What are we to make of these things? Is there a godly music that Christians should sing? What is appropriate in church and when it comes to music in general?
My own thinking is that first emphasis should be placed on the lyrics. What is being said? Is it true and right and honoring to God? No one would argue that we cannot put the psalms or other portions of the Scriptures to music. Indeed we should and it is often a great way to help us memorize the word of God. But there is no biblical reason why we need to restrict the words we sing to the words of the biblical text. The Bible itself speaks of speaking to one another with "psalms, hymns and spiritual songs" (Ephesians 5:19) and no amount of exegetical gymnastics can properly interpret that to mean "psalms, psalms, psalms!" However, the passage does alert us to the need of singing truth whether we are speaking about the triune God or about our relationship to him. What we say matters! We are to speak and sing the truth in love at all times.

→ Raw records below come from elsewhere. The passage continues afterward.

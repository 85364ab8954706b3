pub mod http;
pub mod memory;

use async_trait::async_trait;

use crate::models::{ChargeReceipt, ChargeRequest};

#[async_trait]
pub trait PaymentClient: Send + Sync {
    /// Charges `request.amount` for a booking. A declined charge is an `Ok`
    /// receipt with `success == false`; `Err` means the processor could not be
    /// reached or answered garbage.
    async fn charge(&self, request: &ChargeRequest) -> anyhow::Result<ChargeReceipt>;
}
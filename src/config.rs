use std::env;
use std::time::Duration;

#[derive(Clone, Debug)]
pub struct AppConfig {
    pub port: u16,
    pub database_url: String,
    pub admin_token: String,
    pub event_service_url: String,
    pub payment_service_url: String,
    pub notification_service_url: String,
    pub upstream_timeout: Duration,
    /// Send confirmations on a spawned task instead of before the response.
    pub background_notifications: bool,
}

impl AppConfig {
    pub fn from_env() -> Self {
        Self {
            port: env::var("PORT")
                .ok()
                .and_then(|v| v.parse().ok())
                .unwrap_or(8083),
            database_url: env::var("DATABASE_URL").unwrap_or_else(|_| "bookings.db".to_string()),
            admin_token: env::var("ADMIN_TOKEN").unwrap_or_else(|_| "changeme".to_string()),
            event_service_url: service_url(
                "EVENT_SERVICE_URL",
                "http://localhost:8082/api/tickets",
            ),
            payment_service_url: service_url(
                "PAYMENT_SERVICE_URL",
                "http://localhost:8084/api/payments",
            ),
            notification_service_url: service_url(
                "NOTIFICATION_SERVICE_URL",
                "http://localhost:8085/api/notifications",
            ),
            upstream_timeout: Duration::from_millis(
                env::var("UPSTREAM_TIMEOUT_MS")
                    .ok()
                    .and_then(|v| v.parse().ok())
                    .unwrap_or(5000),
            ),
            background_notifications: env::var("BACKGROUND_NOTIFICATIONS")
                .ok()
                .and_then(|v| parse_flag(&v))
                .unwrap_or(true),
        }
    }
}

fn service_url(var: &str, default: &str) -> String {
    env::var(var)
        .ok()
        .filter(|v| !v.trim().is_empty())
        .unwrap_or_else(|| default.to_string())
        .trim_end_matches('/')
        .to_string()
}

fn parse_flag(value: &str) -> Option<bool> {
    match value.trim().to_ascii_lowercase().as_str() {
        "1" | "true" | "yes" | "on" => Some(true),
        "0" | "false" | "no" | "off" => Some(false),
        _ => None,
    }
}
pub mod http;
pub mod memory;

use async_trait::async_trait;
use rust_decimal::Decimal;

#[derive(Debug, Clone, thiserror::Error)]
pub enum InventoryError {
    #[error("event {0} not found")]
    EventNotFound(i64),

    /// The collaborator refused the adjustment, normally because it would
    /// drive availability below zero.
    #[error("adjustment refused: {0}")]
    Refused(String),

    #[error("inventory service unavailable: {0}")]
    Unavailable(String),
}

/// Ticket inventory owned by the event service.
#[async_trait]
pub trait InventoryClient: Send + Sync {
    async fn available_tickets(&self, event_id: i64) -> Result<i64, InventoryError>;

    async fn unit_price(&self, event_id: i64) -> Result<Option<Decimal>, InventoryError>;

    /// Subtracts `delta` from the event's available tickets as one atomic
    /// compare-and-decrement. A negative `delta` gives tickets back. Must fail
    /// with [`InventoryError::Refused`] rather than go below zero.
    async fn reduce_available_tickets(&self, event_id: i64, delta: i64) -> Result<(), InventoryError>;

    async fn restore_tickets(&self, event_id: i64, count: i64) -> Result<(), InventoryError> {
        self.reduce_available_tickets(event_id, -count).await
    }
}
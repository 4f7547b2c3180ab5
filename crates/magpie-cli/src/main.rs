mod alerting;
mod config;
mod pages;

use std::path::PathBuf;

use anyhow::Context;
use clap::Parser;
use magpie_client::alert::WebhookAlerter;
use magpie_core::adapter::Configurable;
use magpie_core::aggregator::{JsonAggregator, MERGED_SEGMENT_BYTES};
use magpie_core::checkpoint::CheckpointStore;
use magpie_core::engine::{Engine, EngineConfig};
use tokio_util::sync::CancellationToken;
use tracing_subscriber::EnvFilter;

use crate::alerting::AlertingReporter;
use crate::config::CrawlConfig;
use crate::pages::PageAdapter;

#[derive(Parser, Debug)]
#[command(name = "magpie", about = "Resumable crawl orchestrator", version)]
struct Cli {
    /// Path to the crawl configuration (YAML).
    #[arg(long, short)]
    config: PathBuf,

    /// Task name, used in log and alert headings.
    #[arg(long, default_value = "pages")]
    task: String,

    /// Delete this crawl's existing output segments before starting.
    #[arg(long)]
    reset: bool,
}

#[tokio::main]
async fn main() -> anyhow::Result<()> {
    dotenvy::dotenv().ok();
    tracing_subscriber::fmt()
        .with_env_filter(
            EnvFilter::try_from_default_env().unwrap_or_else(|_| EnvFilter::new("magpie=info")),
        )
        .with_writer(std::io::stderr)
        .init();

    let cli = Cli::parse();
    let config = CrawlConfig::load(&cli.config)
        .with_context(|| format!("loading {}", cli.config.display()))?;

    let host = hostname::get()
        .map(|h| h.to_string_lossy().into_owned())
        .unwrap_or_else(|_| "unknown".into());
    let heading = format!("[{host}:{}]", cli.task);

    let alerter = match &config.webhook_url {
        Some(url) => Some(WebhookAlerter::new(url.clone())?),
        None => None,
    };

    if let Some(alerter) = &alerter {
        alerter.notify(&format!("{heading} Crawl starting")).await;
    }

    match run_crawl(&cli, &config, &heading, alerter.clone()).await {
        Ok(()) => {
            if let Some(alerter) = &alerter {
                alerter.notify(&format!("{heading} Crawl finished")).await;
            }
            Ok(())
        }
        Err(e) => {
            if let Some(alerter) = &alerter {
                alerter
                    .notify(&format!("{heading} Crawl failed: {e:#}"))
                    .await;
            }
            Err(e)
        }
    }
}

async fn run_crawl(
    cli: &Cli,
    config: &CrawlConfig,
    heading: &str,
    alerter: Option<WebhookAlerter>,
) -> anyhow::Result<()> {
    let (tasks, identities) = config.load_tasks()?;
    let store = CheckpointStore::new(&config.cache_dir);

    let pending: Vec<_> = tasks
        .into_iter()
        .filter(|t| !store.is_processed(&t.id))
        .collect();
    tracing::info!(
        pending = pending.len(),
        workers = identities.len(),
        "Crawl plan loaded"
    );

    if cli.reset {
        JsonAggregator::reset(&config.save_dir, &config.save_id)?;
    }
    let aggregator = JsonAggregator::new(&config.save_dir, &config.save_id, MERGED_SEGMENT_BYTES)?;

    let mut engine = Engine::new(
        cli.task.clone(),
        PageAdapter::new(store),
        EngineConfig::default(),
    )
    .with_reporter(AlertingReporter::spawn(heading, alerter));

    engine.launch_aggregator(aggregator)?;
    engine.launch_workers(identities);
    engine.enqueue_tasks(pending);
    engine.enqueue_stop_work();

    let cancel = CancellationToken::new();
    let signal_cancel = cancel.clone();
    tokio::spawn(async move {
        if tokio::signal::ctrl_c().await.is_ok() {
            tracing::warn!("Interrupt received, shutting down");
            signal_cancel.cancel();
        }
    });

    engine.run(cancel).await;
    Ok(())
}
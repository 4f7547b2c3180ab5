//! The resilient HTTP GET every site adapter is built on.
//!
//! One client per worker identity, bound to that identity's egress
//! address. Each call sleeps the identity's inter-request interval first,
//! follows redirects manually while threading cookies and Referer through
//! [`HeaderState`], and retries transient failures with doubling backoff.
//! HTTP 429 and 403 are never retried: they surface immediately as
//! `RateLimited` and `PossibleBan`.

use std::time::Duration;

use magpie_core::error::CrawlError;
use magpie_core::identity::WorkerIdentity;
use reqwest::header::LOCATION;
use reqwest::redirect::Policy;
use reqwest::{Client, StatusCode};
use url::Url;

use crate::headers::HeaderState;

pub const DEFAULT_MAX_RETRIES: u32 = 5;
pub const DEFAULT_BASE_BACKOFF: Duration = Duration::from_secs(15);
const MAX_REDIRECTS: u32 = 10;
const USER_AGENT: &str = "Mozilla/5.0 (Macintosh; Intel Mac OS X 10_15_7) \
     AppleWebKit/537.36 (KHTML, like Gecko) Chrome/114.0.0.0 Safari/537.36";

/// Status and decoded body of a completed fetch.
///
/// A 404 yields `body: None`: callers treat it as "not found", not as an
/// error.
#[derive(Debug)]
pub struct Fetched {
    pub status: u16,
    pub body: Option<String>,
}

impl Fetched {
    pub fn is_not_found(&self) -> bool {
        self.status == StatusCode::NOT_FOUND.as_u16()
    }
}

/// Per-call fetch tuning.
pub struct FetchOptions<'a> {
    pub max_retries: u32,
    pub base_backoff: Duration,
    /// Never fail the call for an error status or for retry exhaustion:
    /// return the last `(status, body)` seen instead, with status 0 when
    /// no response ever arrived.
    pub ignore_error: bool,
    /// Predicate that can accept an error-status body as a legitimate
    /// answer — distinguishes "page says there is no content" from a real
    /// fetch failure.
    pub accept_error_body: Option<&'a (dyn Fn(&str) -> bool + Send + Sync)>,
}

impl Default for FetchOptions<'static> {
    fn default() -> Self {
        Self {
            max_retries: DEFAULT_MAX_RETRIES,
            base_backoff: DEFAULT_BASE_BACKOFF,
            ignore_error: false,
            accept_error_body: None,
        }
    }
}

impl<'a> FetchOptions<'a> {
    pub fn ignore_error(mut self) -> Self {
        self.ignore_error = true;
        self
    }

    pub fn accept_error_body(mut self, predicate: &'a (dyn Fn(&str) -> bool + Send + Sync)) -> Self {
        self.accept_error_body = Some(predicate);
        self
    }
}

/// HTTP client bound to one worker identity for its lifetime.
#[derive(Clone)]
pub struct FetchClient {
    client: Client,
    interval: Duration,
    label: String,
}
//! Bridges engine events to the alert webhook.
//!
//! `EngineReporter::report` is synchronous while webhook delivery is
//! async, so messages are handed to a background drain task over an
//! unbounded channel. Delivery stays best-effort either way.

use magpie_client::alert::WebhookAlerter;
use magpie_core::events::{EngineEvent, EngineReporter, TracingReporter};
use tokio::sync::mpsc;

pub struct AlertingReporter {
    heading: String,
    tx: mpsc::UnboundedSender<String>,
}

impl AlertingReporter {
    /// Launch the drain task and return the reporter. Without a webhook
    /// the messages are only logged.
    pub fn spawn(heading: impl Into<String>, alerter: Option<WebhookAlerter>) -> Self {
        let (tx, mut rx) = mpsc::unbounded_channel::<String>();
        tokio::spawn(async move {
            while let Some(message) = rx.recv().await {
                match &alerter {
                    Some(alerter) => alerter.notify(&message).await,
                    None => tracing::warn!(%message, "Alert (no webhook configured)"),
                }
            }
        });
        Self {
            heading: heading.into(),
            tx,
        }
    }

    fn send(&self, body: String) {
        // Drain task gone means shutdown is already underway.
        let _ = self.tx.send(format!("{} {}", self.heading, body));
    }
}

impl EngineReporter for AlertingReporter {
    fn report(&self, event: EngineEvent<'_>) {
        match &event {
            EngineEvent::Fatal { worker, error } => {
                self.send(format!(
                    "Fatal error on worker {worker}: {error}. Stopping all workers."
                ));
            }
            EngineEvent::WorkerRestarted { worker, error } => {
                self.send(format!("Worker {worker} died: {error}. Restarting."));
            }
            _ => {}
        }
        TracingReporter.report(event);
    }
}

In terms of the music itself this is largely a matter of personal taste and tradition. This is not to deny the common sense observation that some musical forms do not fit the message we are seeking to convey. There is happy as well as sad music, beautiful as well as sensual music, majestic as well as light and airy music. If we are going to glorify God in our songs, the words and the music must be in synch with one another. But having said that, what appeals to one person or group may not appeal to another. When it comes to music many people tend to have very strong likes and dislikes and there is nothing inherently wrong with that as long as they do not absolutize their particular musical tastes and insist that everyone conform to their preferences.
It is important to remember that God is a God of variety. Just look around at the natural world he has made. Birds, for instance, come in a huge variety of sizes and colors and each has their own distinctive song. If this is true of birds, how much more of those who are made in the image of the Creator himself. Music is a wonderful gift of God. Without a doubt he is the greatest musician of all and he has given human beings the priviledge of being able to appreciate and use this gift in his service. It is a tragedy when music divides Christians. We all need to expand our musical repertoires and learn to enjoy the array of gifts that God has given to his people.